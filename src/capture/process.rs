//! External encoder process backend
//!
//! Last resort in the fallback chain: spawn `ffmpeg` reading the device
//! through its own V4L2 input driver and emitting a raw MJPEG elementary
//! stream on stdout. The child is spawned with `kill_on_drop` so an
//! abandoned capture session cannot leak encoder processes; the session
//! loop additionally signals it on every exit path.

use std::process::Stdio;

use tokio::process::{Child, ChildStdout, Command};

use super::DeviceSpec;

/// A spawned encoder child with its readable output stream.
pub struct ProcessCapture {
    child: Child,
    stdout: ChildStdout,
}

/// Argument vector handed to the encoder.
pub(crate) fn encoder_args(spec: &DeviceSpec) -> Vec<String> {
    let fps = spec.fps_or_default().to_string();
    let size = format!("{}x{}", spec.width_or_default(), spec.height_or_default());
    [
        "-hide_banner",
        "-loglevel",
        "warning",
        "-f",
        "v4l2",
        "-framerate",
        &fps,
        "-video_size",
        &size,
        "-i",
        spec.device(),
        "-vf",
        "format=yuv420p",
        "-f",
        "image2pipe",
        "-vcodec",
        "mjpeg",
        "-",
    ]
    .iter()
    .map(|s| s.to_string())
    .collect()
}

/// Spawn the encoder. A spawn failure (binary missing, permission denied)
/// makes this backend unavailable; it is never escalated.
pub fn open(spec: &DeviceSpec) -> Option<ProcessCapture> {
    let args = encoder_args(spec);

    let mut child = match Command::new("ffmpeg")
        .args(&args)
        .stdout(Stdio::piped())
        .stderr(Stdio::null())
        .stdin(Stdio::null())
        .kill_on_drop(true)
        .spawn()
    {
        Ok(child) => child,
        Err(e) => {
            tracing::debug!(error = %e, "Encoder process unavailable");
            return None;
        }
    };

    let stdout = child.stdout.take()?;

    tracing::info!(device = %spec.device(), "Encoder process capture opened");
    Some(ProcessCapture { child, stdout })
}

impl ProcessCapture {
    pub fn stdout_mut(&mut self) -> &mut ChildStdout {
        &mut self.stdout
    }

    /// Whether the child has already exited.
    pub fn is_exited(&mut self) -> bool {
        match self.child.try_wait() {
            Ok(status) => status.is_some(),
            Err(_) => true,
        }
    }

    /// Best-effort termination of the child.
    pub async fn terminate(&mut self) {
        if let Err(e) = self.child.kill().await {
            tracing::debug!(error = %e, "Encoder process already gone");
        }
    }
}

#[cfg(test)]
mod tests {
    use super::*;

    #[test]
    fn encoder_argv_matches_the_contract() {
        let spec = DeviceSpec::new("/dev/video0", 640, 480, 30);
        assert_eq!(
            encoder_args(&spec),
            vec![
                "-hide_banner",
                "-loglevel",
                "warning",
                "-f",
                "v4l2",
                "-framerate",
                "30",
                "-video_size",
                "640x480",
                "-i",
                "/dev/video0",
                "-vf",
                "format=yuv420p",
                "-f",
                "image2pipe",
                "-vcodec",
                "mjpeg",
                "-",
            ]
        );
    }

    #[test]
    fn unset_dimensions_fall_back_to_vga() {
        let spec = DeviceSpec::new("/dev/video1", 0, 0, 0);
        let args = encoder_args(&spec);
        assert!(args.contains(&"640x480".to_string()));
        assert!(args.contains(&"30".to_string()));
    }
}
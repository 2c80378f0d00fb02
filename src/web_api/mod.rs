//! WebAPI - HTTP Endpoints
//!
//! ## Responsibilities
//!
//! - HTTP routes
//! - Request validation
//! - Response formatting

mod routes;

pub use routes::create_router;

use axum::extract::State;
use axum::response::{Html, IntoResponse};
use axum::Json;

use crate::models::HealthResponse;
use crate::state::AppState;

/// Health check endpoint
pub async fn health_check(State(state): State<AppState>) -> impl IntoResponse {
    Json(HealthResponse {
        camera_opened: state.hub.is_open(),
    })
}

/// Embedded viewer page
pub async fn index() -> Html<&'static str> {
    Html(include_str!("../../static/index.html"))
}
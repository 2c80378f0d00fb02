//! Camserver - MJPEG streaming for local V4L2 cameras
//!
//! Main entry point for the camserver application.

use std::sync::Arc;

use tower_http::cors::{Any, CorsLayer};
use tower_http::trace::TraceLayer;
use tracing_subscriber::{layer::SubscriberExt, util::SubscriberInitExt};

use uvc_camserver::capture::DeviceSpec;
use uvc_camserver::mjpeg_hub::{self, MjpegHub};
use uvc_camserver::state::{AppConfig, AppState};
use uvc_camserver::web_api;

#[tokio::main]
async fn main() -> anyhow::Result<()> {
    // Load .env if present
    dotenvy::dotenv().ok();

    // Initialize tracing
    tracing_subscriber::registry()
        .with(
            tracing_subscriber::EnvFilter::try_from_default_env()
                .unwrap_or_else(|_| "uvc_camserver=debug,tower_http=debug".into()),
        )
        .with(tracing_subscriber::fmt::layer())
        .init();

    tracing::info!("Starting camserver v{}", env!("CARGO_PKG_VERSION"));

    // Load configuration
    let config = AppConfig::default();
    tracing::info!(
        device = %config.device,
        width = config.width,
        height = config.height,
        fps = config.fps,
        "Configuration loaded"
    );

    // Start the capture session; it owns the device for the process lifetime
    let hub = Arc::new(MjpegHub::new());
    let spec = DeviceSpec::new(config.device.clone(), config.width, config.height, config.fps);
    tokio::spawn(mjpeg_hub::run_capture(Arc::clone(&hub), spec));

    // Create application state
    let state = AppState {
        config,
        hub,
    };

    let app = web_api::create_router(state.clone())
        .layer(
            CorsLayer::new()
                .allow_origin(Any)
                .allow_methods(Any)
                .allow_headers(Any),
        )
        .layer(TraceLayer::new_for_http());

    // Start server
    let addr = format!("{}:{}", state.config.host, state.config.port);
    let listener = tokio::net::TcpListener::bind(&addr).await?;
    tracing::info!("Listening on {}", addr);

    axum::serve(listener, app).await?;

    Ok(())
}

Brief. Return a faithful copy of all the records above.

Response area.
filename src/capture/process.rs
//! External encoder process backend
//!
//! Last resort in the fallback chain: spawn `ffmpeg` reading the device
//! through its own V4L2 input driver and emitting a raw MJPEG elementary
//! stream on stdout. The child is spawned with `kill_on_drop` so an
//! abandoned capture session cannot leak encoder processes; the session
//! loop additionally signals it on every exit path.

use std::process::Stdio;

use tokio::process::{Child, ChildStdout, Command};

use super::DeviceSpec;

/// A spawned encoder child with its readable output stream.
pub struct ProcessCapture {
    child: Child,
    stdout: ChildStdout,
}

/// Argument vector handed to the encoder.
pub(crate) fn encoder_args(spec: &DeviceSpec) -> Vec<String> {
    let fps = spec.fps_or_default().to_string();
    let size = format!("{}x{}", spec.width_or_default(), spec.height_or_default());
    [
        "-hide_banner",
        "-loglevel",
        "warning",
        "-f",
        "v4l2",
        "-framerate",
        &fps,
        "-video_size",
        &size,
        "-i",
        spec.device(),
        "-vf",
        "format=yuv420p",
        "-f",
        "image2pipe",
        "-vcodec",
        "mjpeg",
        "-",
    ]
    .iter()
    .map(|s| s.to_string())
    .collect()
}

/// Spawn the encoder. A spawn failure (binary missing, permission denied)
/// makes this backend unavailable; it is never escalated.
pub fn open(spec: &DeviceSpec) -> Option<ProcessCapture> {
    let args = encoder_args(spec);

    let mut child = match Command::new("ffmpeg")
        .args(&args)
        .stdout(Stdio::piped())
        .stderr(Stdio::null())
        .stdin(Stdio::null())
        .kill_on_drop(true)
        .spawn()
    {
        Ok(child) => child,
        Err(e) => {
            tracing::debug!(error = %e, "Encoder process unavailable");
            return None;
        }
    };

    let stdout = child.stdout.take()?;

    tracing::info!(device = %spec.device(), "Encoder process capture opened");
    Some(ProcessCapture { child, stdout })
}

impl ProcessCapture {
    pub fn stdout_mut(&mut self) -> &mut ChildStdout {
        &mut self.stdout
    }

    /// Whether the child has already exited.
    pub fn is_exited(&mut self) -> bool {
        match self.child.try_wait() {
            Ok(status) => status.is_some(),
            Err(_) => true,
        }
    }

    /// Best-effort termination of the child.
    pub async fn terminate(&mut self) {
        if let Err(e) = self.child.kill().await {
            tracing::debug!(error = %e, "Encoder process already gone");
        }
    }
}

#[cfg(test)]
mod tests {
    use super::*;

    #[test]
    fn encoder_argv_matches_the_contract() {
        let spec = DeviceSpec::new("/dev/video0", 640, 480, 30);
        assert_eq!(
            encoder_args(&spec),
            vec![
                "-hide_banner",
                "-loglevel",
                "warning",
                "-f",
                "v4l2",
                "-framerate",
                "30",
                "-video_size",
                "640x480",
                "-i",
                "/dev/video0",
                "-vf",
                "format=yuv420p",
                "-f",
                "image2pipe",
                "-vcodec",
                "mjpeg",
                "-",
            ]
        );
    }

    #[test]
    fn unset_dimensions_fall_back_to_vga() {
        let spec = DeviceSpec::new("/dev/video1", 0, 0, 0);
        let args = encoder_args(&spec);
        assert!(args.contains(&"640x480".to_string()));
        assert!(args.contains(&"30".to_string()));
    }
}
repository 2c80378f0d00fb02
filename src/web_api/mod.rs
//! WebAPI - HTTP Endpoints
//!
//! ## Responsibilities
//!
//! - HTTP routes
//! - Request validation
//! - Response formatting

mod routes;

pub use routes::create_router;

use axum::extract::State;
use axum::response::{Html, IntoResponse};
use axum::Json;

use crate::models::HealthResponse;
use crate::state::AppState;

/// Health check endpoint
pub async fn health_check(State(state): State<AppState>) -> impl IntoResponse {
    Json(HealthResponse {
        camera_opened: state.hub.is_open(),
    })
}

/// Embedded viewer page
pub async fn index() -> Html<&'static str> {
    Html(include_str!("../../static/index.html"))
}
repository 2c80378f0d00fb02
//! Camserver - MJPEG streaming for local V4L2 cameras
//!
//! Main entry point for the camserver application.

use std::sync::Arc;

use tower_http::cors::{Any, CorsLayer};
use tower_http::trace::TraceLayer;
use tracing_subscriber::{layer::SubscriberExt, util::SubscriberInitExt};

use uvc_camserver::capture::DeviceSpec;
use uvc_camserver::mjpeg_hub::{self, MjpegHub};
use uvc_camserver::state::{AppConfig, AppState};
use uvc_camserver::web_api;

#[tokio::main]
async fn main() -> anyhow::Result<()> {
    // Load .env if present
    dotenvy::dotenv().ok();

    // Initialize tracing
    tracing_subscriber::registry()
        .with(
            tracing_subscriber::EnvFilter::try_from_default_env()
                .unwrap_or_else(|_| "uvc_camserver=debug,tower_http=debug".into()),
        )
        .with(tracing_subscriber::fmt::layer())
        .init();

    tracing::info!("Starting camserver v{}", env!("CARGO_PKG_VERSION"));

    // Load configuration
    let config = AppConfig::default();
    tracing::info!(
        device = %config.device,
        width = config.width,
        height = config.height,
        fps = config.fps,
        "Configuration loaded"
    );

    // Start the capture session; it owns the device for the process lifetime
    let hub = Arc::new(MjpegHub::new());
    let spec = DeviceSpec::new(config.device.clone(), config.width, config.height, config.fps);
    tokio::spawn(mjpeg_hub::run_capture(Arc::clone(&hub), spec));

    // Create application state
    let state = AppState {
        config,
        hub,
    };

    let app = web_api::create_router(state.clone())
        .layer(
            CorsLayer::new()
                .allow_origin(Any)
                .allow_methods(Any)
                .allow_headers(Any),
        )
        .layer(TraceLayer::new_for_http());

    // Start server
    let addr = format!("{}:{}", state.config.host, state.config.port);
    let listener = tokio::net::TcpListener::bind(&addr).await?;
    tracing::info!("Listening on {}", addr);

    axum::serve(listener, app).await?;

    Ok(())
}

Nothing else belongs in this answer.